Y en ese sentido me parecen muy sabias las palabras del Obispo Asenjo pues a lo que llama es a aprovechar lo que se tiene para ir a más, en vez de destruir lo hecho para llegar a ningún sitio.

Rafael B. dijo...

Si fuera posible ir a alguna parte. Pero encuentro algo difícil que quien concentra sus esfuerzos en "estrenar" algo y cuidar la tradición, se preocupe más y mejor por llegar al Cristo oculto tras todo ese ropaje y esteticismo. Nos quedamos en juegos de luces, colores, olores y músicas, y mientras tanto el "varón de dolores" pasa desapercibido. A mi me gustaría ver que la gente que está en hermandades y cofradías y piensa en flores, candelerías y terciopelos, se encuentra con Cristo y vive el evangelio, que usa todo eso para evangelizar. Pero no lo veo, la mayoría aparece, monta su espectáculo y se marcha cuando termina.
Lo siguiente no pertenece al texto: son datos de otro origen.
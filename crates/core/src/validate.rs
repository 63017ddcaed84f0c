// SPDX-License-Identifier: MIT
// Copyright (c) 2026 Alfred Jean LLC

//! Structural checks for timer snapshots received from the authority.
//!
//! Rules run in order and stop at the first failure:
//! 1. the payload is a JSON object
//! 2. `currentTime` is a finite number
//! 3. `type` is a known timer type
//! 4. `status` is a known timer status

use serde_json::Value;
use thiserror::Error;

/// Why a payload was rejected.
#[derive(Debug, Clone, PartialEq, Eq, Error)]
pub enum Rejection {
    #[error("payload is not an object")]
    NotAnObject,

    #[error("currentTime is missing or not a finite number")]
    InvalidTime,

    #[error("unknown timer type: {0}")]
    UnknownType(String),

    #[error("unknown timer status: {0}")]
    UnknownStatus(String),
}

const TIMER_TYPES: [&str; 2] = ["COUNTDOWN", "COUNTUP"];
const TIMER_STATUSES: [&str; 3] = ["RUNNING", "PAUSED", "STOPPED"];

fn describe(value: Option<&Value>) -> String {
    match value {
        None => "<missing>".to_string(),
        Some(Value::String(s)) => s.clone(),
        Some(other) => other.to_string(),
    }
}

fn one_of(value: Option<&Value>, allowed: &[&str]) -> bool {
    value
        .and_then(Value::as_str)
        .is_some_and(|s| allowed.contains(&s))
}

/// Checks `candidate` and reports the first rule it breaks.
pub fn check(candidate: &Value) -> Result<(), Rejection> {
    let object = candidate.as_object().ok_or(Rejection::NotAnObject)?;

    let time = object.get("currentTime").and_then(Value::as_f64);
    if !time.is_some_and(f64::is_finite) {
        return Err(Rejection::InvalidTime);
    }

    let timer_type = object.get("type");
    if !one_of(timer_type, &TIMER_TYPES) {
        return Err(Rejection::UnknownType(describe(timer_type)));
    }

    let status = object.get("status");
    if !one_of(status, &TIMER_STATUSES) {
        return Err(Rejection::UnknownStatus(describe(status)));
    }

    Ok(())
}

/// Returns true if `candidate` is a well-formed timer snapshot.
pub fn validate(candidate: &Value) -> bool {
    match check(candidate) {
        Ok(()) => true,
        Err(rejection) => {
            tracing::debug!(%rejection, "rejected timer payload");
            false
        }
    }
}

#[cfg(test)]
#[path = "validate_tests.rs"]
mod tests;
Se enfada si algo le hace sentirse culpable y arremete contra la Iglesia por no elogiar su esfuerzos por pasear la imagen y cuidarla tanto. Tanto que no vacilan en machacar a quién no esté de acuerdo o les lleve la contraria, muy cristiano, sí.
Hay gente evangelizada, sí. Son los mismos, son los moderados, los que intentan aliviar las tensiones que surgen y se preocupan un poquito de algo más que la apariencia, una minoría que a veces se las tiene tiesas con el resto...
En fin.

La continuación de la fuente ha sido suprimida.